Newer
Older
# Shared Orgs and Sub-Orgs
Informatica Intelligent Cloud Services (IICS) uses the concept of an organization (an "org") as the highest level container for objects, which include assets, projects, connections.
Orgs also contain a unique set of users and user groups.
When on-boarding to IICS, a decision will have to be made on whether to use the existing org for UW-Madison, or use a new parent org with sub-orgs.
The purpose of this document is to help prepare for this decision.
## Organizational Hierarchy
IICS has a hierarchy structure to ensure separation between teams and departments.
### Parent Orgs
A parent org is the highest level concept in IICS. A parent org can contain 1-to-many sub-orgs and user groups.
### Sub-Orgs
A sub-org is functionally equivalent to a parent org, except some aspects are inherited from the parent org.
For example, a sub-org inherits licenses and connectors from the parent org.
Parent org secure agent groups can also be shared to sub-orgs.
Integrations can be monitored from the parent org to all sub-orgs, allowing the ability to get operational information for all environments in a single view.
A sub-org can not contain a sub-org. A sub-org can be created from within a parent org, or an existing org can be linked to a parent org to convert it into a sub-org.
### User Group
A user group allows further separation/isolation within an org.
If fine-grained authorization is needed within an org, a user group can be applied to objects (e.g. assets, connections, secure agents) to limit access to a subset of org users.
If no user group permissions are applied to an object, everyone within the org can access it.
User groups cannot contain other user groups.
## Options
### Use the Shared Org
This is the default and most commonly used option.
For example, DCS, Admissions, SMPH, and DoIT-AIS use the same org per each deployment environment: one org for test and one org for prod.
We use user groups to separate access control between projects and assets.
There is no extra cost to go this route, but there are some drawbacks to consider:
- User group permissions are not applied by default: Users must remember to apply user group permissions to their objects, otherwise the entire org has full read-write access to those objects.
- Connections and projects are visible in the list of all connections/projects, even if those objects have user group permissions on them.
As a result, you will see other departments' projects and connections when browsing in the user interface, or when selecting a connection from dropdown menus.
To help organize your own objects, we recommend namespacing them.
See the [Best Practices](./best-practices.md) for more information.
- There are two parent orgs: one for test and one for production.
This may be a drawback for some applications that need more development environments (e.g. dev, QA, staging).
Objects can be named or organized to indicate a specific environment (e.g. "dev-mapping", "dev-project"), but having multiple development environments represented in a single org is not recommended.
### Use a Separate Org with Sub-Orgs
This option involves creating a new parent org with sub-orgs contained within it.

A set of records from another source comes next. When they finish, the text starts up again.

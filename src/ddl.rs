//! Schema mutation applier.
//!
//! Only one mutation is wired through: adding a column. Table creation and
//! column edits are staged client-side by the graph editor and have no
//! server-side counterpart yet.

use serde::Deserialize;
use sqlx::PgPool;

use crate::classify::classify_sqlx;
use crate::error::BackplaneError;
use crate::ident::{qualify, quote_ident};

/// Descriptor for a new column.
///
/// `data_type` and `default_value` are spliced into the DDL as-is: they are
/// trusted fragments, reachable only by a caller that already proved control
/// of the connection string. Identifiers are still quoted.
#[derive(Debug, Clone, Deserialize)]
#[serde(rename_all = "camelCase")]
pub struct ColumnSpec {
    pub name: String,
    #[serde(rename = "type")]
    pub data_type: String,
    pub nullable: bool,
    #[serde(default)]
    pub default_value: Option<String>,
}

/// Add a column to a live table.
pub async fn add_column(
    pool: &PgPool,
    schema: &str,
    table: &str,
    spec: &ColumnSpec,
) -> Result<(), BackplaneError> {
    let statement = build_add_column(schema, table, spec)?;
    tracing::info!(schema, table, column = %spec.name, "applying ADD COLUMN");
    sqlx::query(&statement)
        .execute(pool)
        .await
        .map_err(|e| classify_sqlx(&e))?;
    Ok(())
}

fn build_add_column(
    schema: &str,
    table: &str,
    spec: &ColumnSpec,
) -> Result<String, BackplaneError> {
    if spec.name.trim().is_empty() {
        return Err(BackplaneError::Validation(
            "column name must not be empty".to_string(),
        ));
    }
    if spec.data_type.trim().is_empty() {
        return Err(BackplaneError::Validation(
            "column type must not be empty".to_string(),
        ));
    }

    let mut statement = format!(
        "ALTER TABLE {} ADD COLUMN {} {}",
        qualify(schema, table),
        quote_ident(&spec.name),
        spec.data_type
    );
    if !spec.nullable {
        statement.push_str(" NOT NULL");
    }
    if let Some(ref default) = spec.default_value {
        statement.push_str(" DEFAULT ");
        statement.push_str(default);
    }
    Ok(statement)
}

#[cfg(test)]
mod tests {
    use super::*;

    fn spec(name: &str, data_type: &str, nullable: bool, default: Option<&str>) -> ColumnSpec {
        ColumnSpec {
            name: name.to_string(),
            data_type: data_type.to_string(),
            nullable,
            default_value: default.map(str::to_string),
        }
    }

    #[test]
    fn test_nullable_column_without_default() {
        let sql = build_add_column("public", "users", &spec("bio", "text", true, None)).unwrap();
        assert_eq!(sql, "ALTER TABLE \"public\".\"users\" ADD COLUMN \"bio\" text");
    }

    #[test]
    fn test_not_null_with_default() {
        let sql = build_add_column(
            "public",
            "users",
            &spec("created_at", "timestamptz", false, Some("now()")),
        )
        .unwrap();
        assert_eq!(
            sql,
            "ALTER TABLE \"public\".\"users\" ADD COLUMN \"created_at\" timestamptz NOT NULL DEFAULT now()"
        );
    }

    #[test]
    fn test_rejects_empty_name_and_type() {
        assert!(build_add_column("public", "users", &spec("", "text", true, None)).is_err());
        assert!(build_add_column("public", "users", &spec("bio", "  ", true, None)).is_err());
    }

    #[test]
    fn test_spec_deserializes_camel_case_payload() {
        let spec: ColumnSpec = serde_json::from_str(
            r#"{"name": "age", "type": "integer", "nullable": false, "defaultValue": "0"}"#,
        )
        .unwrap();
        assert_eq!(spec.data_type, "integer");
        assert_eq!(spec.default_value.as_deref(), Some("0"));
    }
}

The parent org would represent the production environment, with each sub-org representing a non-production environment.
For example, you might have a sub-org for dev, a sub-org for test, and then the parent org for production.
Unlike using the shared org, using this multi-org approach has extra financial costs. Depending on your needs, the Integration Platform Team might be able to help cover the extra cost. Please [contact us](mailto:doit-integration-platform@office365.wisc.edu) if this is something you would like to explore.
Here are cases when using this multi-org approach would be recommended:
- More than one non-prod environment is needed, since the shared org approach only provides one test and one prod environment.
- Many integrations are being built, requiring many objects. As a general rule, if you have over 30 projects or connections, this would be better managed by having your own org rather than using the shared org.